Une longue transition politique

Pourtant, cinq mois plus tard, les Égyptiens sont de nouveau dans la rue, la place Tahrir et la rue Mohamed Mahmoud du Caire sont de nouveaux investies par les manifestants et l’équilibre précaire de l’Égypte est menacé.

Il faut dire que la longue transition politique égyptienne a connu de nombreux et malheureux soubresauts depuis l’élection de ce Frère musulman à la présidence.

Dans un pays dirigé depuis 1952 par l’armée, l’arrivée d’un islamiste, bien que « modéré », au pouvoir, ne s’est pas faite sans bouleversements au sommet de l’État et dans toutes les antennes du pouvoir.

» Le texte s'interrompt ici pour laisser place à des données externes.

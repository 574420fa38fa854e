//! The canonical attribute text codec.
//!
//! Attribute maps travel to and from parent storage as text: a
//! comma-separated sequence of `key=>value` pairs in the style of Postgres
//! `hstore`. Both sides of a pair are either bare tokens or double-quoted
//! tokens:
//!
//! - Bare tokens may not contain `,`, `=`, `>` or `"`. Whitespace around them
//!   is trimmed; internal whitespace is kept (`talla => US 10`).
//! - Quoted tokens preserve everything between the quotes; a doubled `""`
//!   stands for one literal quote.
//! - In value position the bare token `NULL` (any ASCII case) is the null
//!   marker. A quoted `"NULL"` is ordinary text.
//!
//! Parsing is strict: unbalanced quotes, a missing `=>`, an empty key, a
//! missing value, trailing commas and stray characters are all reported as
//! [`AttrError::MalformedText`] with the byte offset of the offending input.
//!
//! Writing produces one canonical form: pairs sorted by key, joined with
//! `", "`, `=>` unspaced, and tokens quoted only when a bare rendering would
//! not read back as the same map.

use std::collections::BTreeMap;

use super::{AttrError, Value};

/// Characters that terminate a bare token.
const BARE_TERMINATORS: [char; 4] = [',', '=', '>', '"'];

/// A scanned key or value token.
struct Token {
    text: String,
    quoted: bool,
    offset: usize,
}

/// Character cursor over the input, tracking byte offsets for errors.
struct Cursor<'a> {
    input: &'a str,
    offset: usize,
}

impl<'a> Cursor<'a> {
    fn new(input: &'a str) -> Self {
        Self { input, offset: 0 }
    }

    fn at_end(&self) -> bool {
        self.offset >= self.input.len()
    }

    fn peek(&self) -> Option<char> {
        self.input[self.offset..].chars().next()
    }

    fn bump(&mut self) -> Option<char> {
        let c = self.peek()?;
        self.offset += c.len_utf8();
        Some(c)
    }

    fn skip_whitespace(&mut self) {
        while let Some(c) = self.peek() {
            if !c.is_whitespace() {
                break;
            }
            self.bump();
        }
    }

    /// Scans one token. The cursor must sit on a non-whitespace character.
    fn read_token(&mut self) -> Result<Token, AttrError> {
        match self.peek() {
            Some('"') => self.read_quoted(),
            _ => Ok(self.read_bare()),
        }
    }

    fn read_quoted(&mut self) -> Result<Token, AttrError> {
        let start = self.offset;
        self.bump(); // opening quote
        let mut text = String::new();
        loop {
            match self.bump() {
                None => {
                    return Err(AttrError::malformed(
                        self.input,
                        start,
                        "unterminated quoted token",
                    ));
                }
                Some('"') => {
                    if self.peek() == Some('"') {
                        // Doubled quote: one literal quote character.
                        self.bump();
                        text.push('"');
                    } else {
                        break;
                    }
                }
                Some(c) => text.push(c),
            }
        }
        Ok(Token {
            text,
            quoted: true,
            offset: start,
        })
    }

    fn read_bare(&mut self) -> Token {
        let start = self.offset;
        while let Some(c) = self.peek() {
            if BARE_TERMINATORS.contains(&c) {
                break;
            }
            self.bump();
        }
        Token {
            text: self.input[start..self.offset].trim().to_string(),
            quoted: false,
            offset: start,
        }
    }

    fn expect_arrow(&mut self) -> Result<(), AttrError> {
        if self.input[self.offset..].starts_with("=>") {
            self.offset += 2;
            Ok(())
        } else {
            Err(AttrError::malformed(
                self.input,
                self.offset,
                "expected '=>' after key",
            ))
        }
    }
}

/// Parses attribute text into key/value entries.
///
/// Duplicate keys are resolved last-write-wins, matching the overwrite
/// semantics of a merge.
pub(crate) fn parse_entries(input: &str) -> Result<BTreeMap<String, Value>, AttrError> {
    let mut entries = BTreeMap::new();
    let mut cur = Cursor::new(input);

    cur.skip_whitespace();
    if cur.at_end() {
        return Ok(entries);
    }

    loop {
        let key = cur.read_token()?;
        if key.text.is_empty() {
            return Err(AttrError::malformed(input, key.offset, "empty key"));
        }

        cur.skip_whitespace();
        cur.expect_arrow()?;
        cur.skip_whitespace();

        let value = cur.read_token()?;
        if value.text.is_empty() && !value.quoted {
            return Err(AttrError::malformed(input, value.offset, "expected a value"));
        }
        let value = if !value.quoted && value.text.eq_ignore_ascii_case("NULL") {
            Value::Null
        } else {
            Value::Text(value.text)
        };
        entries.insert(key.text, value);

        cur.skip_whitespace();
        match cur.peek() {
            None => break,
            Some(',') => {
                cur.bump();
                cur.skip_whitespace();
                if cur.at_end() {
                    return Err(AttrError::malformed(
                        input,
                        cur.offset,
                        "dangling ',' with no pair after it",
                    ));
                }
            }
            Some(_) => {
                return Err(AttrError::malformed(
                    input,
                    cur.offset,
                    "unexpected characters after value",
                ));
            }
        }
    }

    Ok(entries)
}

/// Writes entries in the canonical text form.
pub(crate) fn write_entries(entries: &BTreeMap<String, Value>) -> String {
    let mut out = String::new();
    for (i, (key, value)) in entries.iter().enumerate() {
        if i > 0 {
            out.push_str(", ");
        }
        push_token(&mut out, key, needs_quoting(key));
        out.push_str("=>");
        match value {
            Value::Null => out.push_str("NULL"),
            Value::Text(text) => {
                // A bare "NULL" would read back as the null marker.
                let quote = needs_quoting(text) || text.eq_ignore_ascii_case("NULL");
                push_token(&mut out, text, quote);
            }
        }
    }
    out
}

/// True when a bare rendering of `token` would not survive a round-trip.
fn needs_quoting(token: &str) -> bool {
    token.is_empty()
        || token.contains(BARE_TERMINATORS)
        || token.starts_with(char::is_whitespace)
        || token.ends_with(char::is_whitespace)
}

fn push_token(out: &mut String, token: &str, quote: bool) {
    if !quote {
        out.push_str(token);
        return;
    }
    out.push('"');
    for c in token.chars() {
        if c == '"' {
            out.push_str("\"\"");
        } else {
            out.push(c);
        }
    }
    out.push('"');
}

Dans un premier temps, le Président a dû écarter l’armée du pouvoir. Cette armée surpuissante et dont l’empire économique représente environ 40% du PIB du pays. Dès son élection, Mohamed Morsi s’est arrangé pour abroger la « déclaration constitutionnelle » qui accordait de nombreux pouvoirs au Conseil suprême des forces armées (CSFA) qui, après avoir dirigé l’Égypte durant la période de transition politique, s’arrangeait pour conserver quelques prérogatives au pouvoir.

Déclaration constitutionnelle controversée

Il a fallu ensuite au président Morsi entamer une purge politique. Celle-ci a commencé avec la plus emblématiques des personnalités de la révolution, le maréchal Hussein Tantaoui, chef du CSFA et ennemi juré de nombreux manifestants de la place Tahrir.

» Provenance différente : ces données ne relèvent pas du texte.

//! Record-scoped attribute maps and their canonical text form.
//!
//! This module is the heart of the crate. An [`AttrMap`] maps string keys to
//! nullable string values ([`Value`]) and belongs to exactly one parent
//! record; it carries no identity of its own. The map supports point lookup,
//! overwrite-union merge, key removal and equality, and round-trips through
//! a `key=>value` text form so a host table can store it in an ordinary text
//! column.
//!
//! # Core Types
//!
//! - [`AttrMap`] - The attribute map itself
//! - [`Value`] - A stored value: text or the explicit null marker
//! - [`MergeOperand`] - The right-hand side of a merge (itself an `AttrMap`)
//! - [`AttrError`] - The single parse-time error
//!
//! # Usage
//!
//! ```
//! use anexo::{AttrMap, MergeOperand};
//!
//! let mut map = AttrMap::parse("color => Rojo, tipo => Escritorio, peso => 68kg")?;
//! assert_eq!(map.get_text("peso"), Some("68kg"));
//!
//! // Merge overwrites the operand's keys and leaves the rest alone.
//! let operand = MergeOperand::parse("peso => 79kg")?;
//! map.merge(&operand);
//! assert_eq!(map.get_text("peso"), Some("79kg"));
//! assert_eq!(map.get_text("color"), Some("Rojo"));
//!
//! // Removal affects one key only.
//! map.remove("color");
//! assert!(!map.contains_key("color"));
//! assert_eq!(map.to_text(), "peso=>79kg, tipo=>Escritorio");
//! # Ok::<(), anexo::Error>(())
//! ```
//!
//! # Text Form
//!
//! Pairs are comma-separated `key=>value` items. Keys and values are bare
//! tokens (edges trimmed, internal whitespace kept) or double-quoted tokens
//! (`""` for a literal quote). In value position the bare token `NULL`, any
//! ASCII case, is the null marker. [`AttrMap::to_text`] emits one canonical
//! rendering: keys sorted, pairs joined with `", "`, tokens quoted only when
//! a bare spelling would not read back identically.

use std::{collections::BTreeMap, fmt, str::FromStr};

mod errors;
mod text;
mod value;

pub use errors::AttrError;
pub use value::Value;

/// A partial attribute map supplied as the right-hand side of
/// [`AttrMap::merge`].
///
/// Structurally an ordinary [`AttrMap`], usually parsed from operand text
/// such as `peso => 79kg`. Every key it holds overwrites (or adds) the
/// target's entry for that key; target keys it does not mention are left
/// untouched.
pub type MergeOperand = AttrMap;

/// A set of named attributes attached to one parent record.
///
/// Keys are unique non-empty strings; values are [`Value::Text`] or the
/// explicit [`Value::Null`] marker. Entries are kept sorted by key, so
/// iteration order and the text form are deterministic and unaffected by
/// the order of earlier inserts or removals.
///
/// # Examples
///
/// ```
/// use anexo::AttrMap;
///
/// let mut map = AttrMap::new()
///     .with("color", "Blanco")
///     .with("tipo", "Mouse");
/// map.set("dpi", "16000");
///
/// assert_eq!(map.len(), 3);
/// assert_eq!(map.to_text(), "color=>Blanco, dpi=>16000, tipo=>Mouse");
///
/// map.remove("color");
/// assert!(!map.contains_key("color"));
/// assert_eq!(map.get_text("dpi"), Some("16000"));
/// ```
#[derive(Debug, Clone, PartialEq, Eq, serde::Serialize, serde::Deserialize)]
#[serde(transparent)]
pub struct AttrMap {
    entries: BTreeMap<String, Value>,
}

impl AttrMap {
    /// Creates an empty attribute map.
    pub fn new() -> Self {
        Self {
            entries: BTreeMap::new(),
        }
    }

    /// Parses attribute text into a map.
    ///
    /// Empty or whitespace-only input yields an empty map. Duplicate keys
    /// resolve last-write-wins, matching merge semantics. This is the only
    /// fallible engine operation: unbalanced quotes, a missing `=>`, an
    /// empty key, a missing value, a trailing comma or stray characters all
    /// fail with [`AttrError::MalformedText`], which names the offending
    /// fragment and its byte offset.
    ///
    /// ```
    /// use anexo::AttrMap;
    ///
    /// let map = AttrMap::parse(r#"talla => US 10, "nota" => """#)?;
    /// assert_eq!(map.get_text("talla"), Some("US 10"));
    /// assert_eq!(map.get_text("nota"), Some(""));
    ///
    /// let err = AttrMap::parse("color => ").unwrap_err();
    /// assert!(err.is_malformed_text());
    /// # Ok::<(), anexo::Error>(())
    /// ```
    pub fn parse(input: &str) -> crate::Result<Self> {
        Ok(Self {
            entries: text::parse_entries(input)?,
        })
    }

    /// Renders the canonical text form.
    ///
    /// Pairs appear in key order, joined with `", "` and written `key=>value`
    /// with no space around the arrow. A token is quoted only when it is
    /// empty, contains `,`, `=`, `>` or `"`, has leading or trailing
    /// whitespace, or (in value position) would read back as the null
    /// marker. Null values are written as bare `NULL`.
    ///
    /// For any map whose keys are non-empty,
    /// `AttrMap::parse(&map.to_text())` reproduces the map exactly.
    pub fn to_text(&self) -> String {
        text::write_entries(&self.entries)
    }

    /// Gets a value by key.
    ///
    /// `None` means the key is absent; `Some(&Value::Null)` means the key is
    /// present with the null marker. The two are deliberately
    /// distinguishable.
    pub fn get(&self, key: impl AsRef<str>) -> Option<&Value> {
        self.entries.get(key.as_ref())
    }

    /// Gets a value's text by key, skipping null and absent entries.
    pub fn get_text(&self, key: impl AsRef<str>) -> Option<&str> {
        self.get(key).and_then(Value::as_text)
    }

    /// Returns true if the map contains the given key, null-valued or not.
    pub fn contains_key(&self, key: impl AsRef<str>) -> bool {
        self.entries.contains_key(key.as_ref())
    }

    /// Inserts or overwrites one entry, returning the prior value if any.
    ///
    /// Keys must be non-empty: an empty key has no text representation, so
    /// a map holding one cannot round-trip through [`AttrMap::to_text`].
    /// Parsed maps always satisfy this because [`AttrMap::parse`] rejects
    /// empty keys.
    pub fn set(&mut self, key: impl Into<String>, value: impl Into<Value>) -> Option<Value> {
        self.entries.insert(key.into(), value.into())
    }

    /// Builder variant of [`AttrMap::set`].
    pub fn with(mut self, key: impl Into<String>, value: impl Into<Value>) -> Self {
        self.set(key, value);
        self
    }

    /// Applies an overwrite-union merge.
    ///
    /// Every key in the operand replaces (or adds) this map's entry for that
    /// key; keys absent from the operand are untouched. The operation never
    /// fails and is idempotent: applying the same operand twice leaves the
    /// same map as applying it once.
    pub fn merge(&mut self, operand: &MergeOperand) -> &mut Self {
        for (key, value) in &operand.entries {
            self.entries.insert(key.clone(), value.clone());
        }
        self
    }

    /// Removes one entry, returning its value if the key was present.
    ///
    /// Removing an absent key is a no-op, not an error. All other entries
    /// keep their values and their sorted order.
    pub fn remove(&mut self, key: impl AsRef<str>) -> Option<Value> {
        self.entries.remove(key.as_ref())
    }

    /// Returns the number of entries.
    pub fn len(&self) -> usize {
        self.entries.len()
    }

    /// Returns true if the map has no entries.
    pub fn is_empty(&self) -> bool {
        self.entries.is_empty()
    }

    /// Iterates over entries in key order.
    pub fn iter(&self) -> impl Iterator<Item = (&String, &Value)> {
        self.entries.iter()
    }

    /// Iterates over keys in sorted order.
    pub fn keys(&self) -> impl Iterator<Item = &String> {
        self.entries.keys()
    }
}

impl Default for AttrMap {
    fn default() -> Self {
        Self::new()
    }
}

/// Displays the canonical text form, same as [`AttrMap::to_text`].
impl fmt::Display for AttrMap {
    fn fmt(&self, f: &mut fmt::Formatter<'_>) -> fmt::Result {
        f.write_str(&self.to_text())
    }
}

impl FromStr for AttrMap {
    type Err = crate::Error;

    fn from_str(s: &str) -> Result<Self, Self::Err> {
        Self::parse(s)
    }
}

impl From<BTreeMap<String, String>> for AttrMap {
    fn from(entries: BTreeMap<String, String>) -> Self {
        Self {
            entries: entries
                .into_iter()
                .map(|(k, v)| (k, Value::Text(v)))
                .collect(),
        }
    }
}

impl FromIterator<(String, Value)> for AttrMap {
    fn from_iter<T: IntoIterator<Item = (String, Value)>>(iter: T) -> Self {
        Self {
            entries: iter.into_iter().collect(),
        }
    }
}

impl Extend<(String, Value)> for AttrMap {
    fn extend<T: IntoIterator<Item = (String, Value)>>(&mut self, iter: T) {
        self.entries.extend(iter);
    }
}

Par ces actions symboliques, Mohamed Morsi se forgeait l’image d’un protecteur des acquis de la révolution.

Et c’est ainsi que, le 22 novembre dernier, Mohamed Morsi parvenait à ce coup de force qui résonne encore aujourd’hui en Égypte, l’annonce d’une nouvelle déclaration constitutionnelle.

Rédigée en sept articles, cette déclaration constitutionnelle accorde de nombreux nouveaux pouvoirs au président. Ainsi, Mohamed Morsi s’assure de la pérennité de l’assemblée constituante, largement controversée en raison de sa composition à majorité islamiste, en ne permettant pas à la Haute cour constitutionnelle, devant laquelle un recours a été porté, de la dissoudre ou de la déclarer illégale.

Le président Morsi sauvegarde aussi son pouvoir sur le législatif. C’est ainsi que le procureur général d’Égypte a été limogé à peine quelques heures après la parution du texte présidentiel.

Il a également interdit la possibilité de contester ses décisions devant les autorités judiciaires et finalement, Mohamed Morsi s’accorde le droit « de prendre les mesures nécessaires pour protéger le pays et les objectifs de la révolution. »

Une annonce qui divise les Frères musulmans

Mais, à vouloir protéger la révolution, il semble que le président Morsi soit en train d’en provoquer une autre. Outre les manifestations qui se poursuivent dans les rues du Caire, ces dernières ayant déjà fait au moins trois morts, c’est dans les sphères politiques que la situation politique pourrait bien mal tourner.

Si la « déclaration constitutionnelle » du président Morsi a abasourdi l’opposition au gouvernement, elle a également résonné chez les Frères musulmans. Ainsi, le président de la Chambre Haute du Parlement, le Frère musulman Ahmed Fahmi, s’est exprimé, au jour de l’annonce du président, lors de la session du conseil.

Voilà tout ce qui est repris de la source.